Dal punto di vista della cute e del tessuto sottocutaneo:
non frequente: diverse eruzioni cutanee, prurito;
non noto: forme gravi di reazioni cutanee, come reazioni di tipo bolloso, inclusi il sindrome di Stevens-Johnson e la necrolisi epidermica tossica.
Disturbi generali e reazioni locali:
non frequente: febbre, dolore.
Dal punto di vista del sistema immunitario:
rado: reazioni anafilattiche.
Disturbi psichici:
non frequente: insonnia.
Dal punto di vista del fegato e delle vie biliari:
non noto: epatite.
In caso di comparsa di reazioni indesiderate, interrompere il trattamento e consultare un medico.
Segnalazione di sospette reazioni avverse
La segnalazione di reazioni avverse sospette dopo l'autorizzazione del medicinale è importante.

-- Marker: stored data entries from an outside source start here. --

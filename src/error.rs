//! Error types for the s2p crate

use thiserror::Error;

/// Main error type for the s2p crate
#[derive(Error, Debug)]
#[non_exhaustive]
pub enum Error {
    #[error("invalid move: square ({row}, {col}) is already occupied")]
    InvalidMove { row: usize, col: usize },

    #[error("square ({row}, {col}) is out of bounds (row and column must be 0-2)")]
    InvalidSquare { row: usize, col: usize },

    #[error("game already over")]
    GameOver,

    #[error("it is {expected:?}'s turn, not {got:?}'s")]
    NotYourTurn {
        expected: crate::tictactoe::Player,
        got: crate::tictactoe::Player,
    },

    #[error("board string has wrong length: expected {expected} cells, got {got} in '{context}'")]
    InvalidBoardLength {
        expected: usize,
        got: usize,
        context: String,
    },

    #[error("invalid character '{character}' at position {position} in '{context}'")]
    InvalidCellCharacter {
        character: char,
        position: usize,
        context: String,
    },

    #[error("graph syntax error on line {line}: {message}")]
    GraphSyntax { line: usize, message: String },

    #[error("invalid cost '{value}' on line {line} (must be a finite, non-negative number)")]
    InvalidCost { line: usize, value: String },

    #[error("maze has no '{marker}' marker")]
    MissingMarker { marker: char },

    #[error("unknown node '{node}'")]
    UnknownNode { node: String },

    #[error("unknown heuristic '{input}'. Expected one of: {expected}")]
    UnknownHeuristic { input: String, expected: String },

    #[error("unknown algorithm '{input}'. Expected one of: {expected}")]
    UnknownAlgorithm { input: String, expected: String },

    #[error("unknown relation '{input}'. Expected one of: ==, !=, <, <=, >, >=")]
    UnknownRelation { input: String },

    #[error("constraint syntax error on line {line}: '{text}'")]
    CspSyntax { line: usize, text: String },

    #[error("constraint on line {line} references unknown variable '{variable}'")]
    UnknownVariable { line: usize, variable: String },

    #[error("variable '{variable}' has no domain line")]
    MissingDomain { variable: String },

    #[error("invalid configuration: {message}")]
    InvalidConfiguration { message: String },

    #[error("failed to {operation}: {source}")]
    Io {
        operation: String,
        #[source]
        source: std::io::Error,
    },

    #[error("serialization error: {0}")]
    Serialization(#[from] serde_json::Error),
}

/// Convenience type alias for Results using the crate's Error type
pub type Result<T> = std::result::Result<T, Error>;

impl From<std::io::Error> for Error {
    fn from(source: std::io::Error) -> Self {
        Error::Io {
            operation: "IO operation".to_string(),
            source,
        }
    }
}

Permette di continuare a monitorare il rapporto beneficio/rischio del medicinale. I professionisti sanitari e farmaceutici, così come i pazienti o i loro rappresentanti legali, devono segnalare tutti i casi di sospette reazioni avverse e di mancata efficacia del medicinale attraverso il Sistema Informatizzato Automatizzato di Farmacovigilanza al seguente indirizzo: https://aisf.dec.gov.ua.
Periodo di validità. 2 anni.
Non utilizzare il medicinale dopo la data di scadenza indicata sull'imballaggio.
Periodo di validità dopo la prima apertura del flacone – 6 mesi.
Condizioni di conservazione. Conservare a una temperatura non superiore a 25 °C. Conservare in un luogo inaccessibile ai bambini. Non conservare in frigorifero e non congelare.
Confezionamento. 15 ml in un flacone. 1 flacone in una confezione.
Categoria di fornitura. Da banco.
Produttore. AT «Farmak».
Indirizzo del produttore e sede operativa.
Ucraina, 04080, Kiev, via Kirylivska, 74.